This week’s episode of Quantico is a breath of fresh air. The normally exhausting plot progression slows considerably, allowing the audience to finally catch a breath from the relentless confusion.
In another training exercise, the team is faced with the challenge of convincingly developing believable aliases. They’re later shocked to learn that they’ll be using these identities competitively in a real swanky corporate event with the goal of securing a meeting with the CEO.
At last, the team shed their NAT uniforms in favour of less oppressive and sexier clothing.
In a minor twist, the NATs learn that they won’t be using the identities they’ve crafted for themselves and will instead use one of their classmate’s aliases. The exercise is particularly intense for the Nimah twins, who have to test their ability to pass off as a single person. If they fail Miranda’s challenge, they face leaving Quantico.
The corporate event is essentially prom for the NATs, enabling the show to finally address all the segmented sexual tension peppered through the show thus far.
While it was interesting watching actors acting like they’re acting, not everybody came across as convincing. Though tension has been bubbling on the back burner for most of the season, things come to a boil when Caleb immaturely assumes Shelby of sabotaging his secret gun range visits. At NAT prom, Caleb makes it his mission to upset Shelby as much as humanly possible. The tension between Shelby and Caleb is uncomfortable and forced, and is most apparent in their impromptu hook-up at the convention. Somehow, the explosive energy of an argument transitioned extremely awkwardly into sexual territory.
Ryan and Alex also continue to not-so-subtlety flirt with each other, finally free from the shackles of Quantico. Unlike Shelby and Caleb, their chemistry, and love scene, is believable.
In present time, however, life is much less fun for Alex. Still holding Shelby hostage, she learns of a shoot-to-kill order which was put out by the FBI. She also faces the stress of the media representation of the bombing, with islamophobic news sources touting her as “Jihadi Jane”. In an unexpected and questionably easy move, Alex desperately turns to an anonymous-like group on the dark web.
They quickly agree to meet her in an undisclosed location where they barrage her with questions about her past in India, her time in Quantico, and the bombing itself. The Unknown soon deem her innocent, and then allow her to make an emotional plea to the American media.
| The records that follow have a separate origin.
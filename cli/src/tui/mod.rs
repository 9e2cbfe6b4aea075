pub mod app;
pub mod ui;

use std::io;

use anyhow::Result;
use crossterm::{
    event::{self, DisableMouseCapture, EnableMouseCapture, Event, KeyCode},
    execute,
    terminal::{disable_raw_mode, enable_raw_mode, EnterAlternateScreen, LeaveAlternateScreen},
};
use ratatui::{
    backend::{Backend, CrosstermBackend},
    Terminal,
};

use crate::tui::app::{App, InputMode};

pub fn run() -> Result<()> {
    // Setup terminal
    enable_raw_mode()?;
    let mut stdout = io::stdout();
    execute!(stdout, EnterAlternateScreen, EnableMouseCapture)?;
    let backend = CrosstermBackend::new(stdout);
    let mut terminal = Terminal::new(backend)?;

    // Create app state
    let mut app = App::new();
    let res = run_app(&mut terminal, &mut app);

    // Restore terminal
    disable_raw_mode()?;
    execute!(
        terminal.backend_mut(),
        LeaveAlternateScreen,
        DisableMouseCapture
    )?;
    terminal.show_cursor()?;

    if let Err(err) = res {
        println!("{:?}", err);
    }

    Ok(())
}

fn run_app<B: Backend>(terminal: &mut Terminal<B>, app: &mut App) -> io::Result<()> {
    loop {
        terminal
            .draw(|f| ui::draw(f, app))
            .map_err(|e| io::Error::other(e.to_string()))?;

        if event::poll(std::time::Duration::from_millis(250))? {
            if let Event::Key(key) = event::read()? {
                match app.input_mode {
                    InputMode::Normal => match key.code {
                        KeyCode::Char('q') => return Ok(()),
                        KeyCode::Down | KeyCode::Char('j') => app.next(),
                        KeyCode::Up | KeyCode::Char('k') => app.previous(),
                        KeyCode::Char(' ') | KeyCode::Enter => app.toggle_selected(),
                        KeyCode::Char('d') | KeyCode::Delete => app.delete_selected(),
                        KeyCode::Char('a') => app.enter_add_mode(),
                        KeyCode::Char('e') => app.enter_edit_mode(),
                        _ => {}
                    },
                    InputMode::Adding | InputMode::Editing => match key.code {
                        KeyCode::Enter => app.submit_command(),
                        KeyCode::Esc => app.exit_input_mode(),
                        KeyCode::Char(c) => app.input_char(c),
                        KeyCode::Backspace => app.delete_char(),
                        KeyCode::Left => app.move_cursor_left(),
                        KeyCode::Right => app.move_cursor_right(),
                        _ => {}
                    },
                }
            }
        }
    }
}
Quantico does a really good job depicting the sensationalism surrounding American media, and this is most apparent when the Unknown and Alex make their escape. In a smart move, we soon realize that they met in the basement of a mosque. With FBI inhibited from action by the barrage of media surrounding the perimeters, Alex is free to easily escape. This scene did a fantastic job visually displaying how media accountability and public completely change the action of government.
Back at Quantico, Simon finally comes out of his heterosexual closet and makes an emotional confession and apology to Elias after he confronted him about the fake boyfriend, Max. Simon admits guilt and confesses that he did terrible things while in the Israeli army and used this false identity to escape from his past. Elias seems to accept and appreciate this. The episode ends with Nimah and Simon, walking together in Quantico, potentially highlighting the possibility of a romance in the future.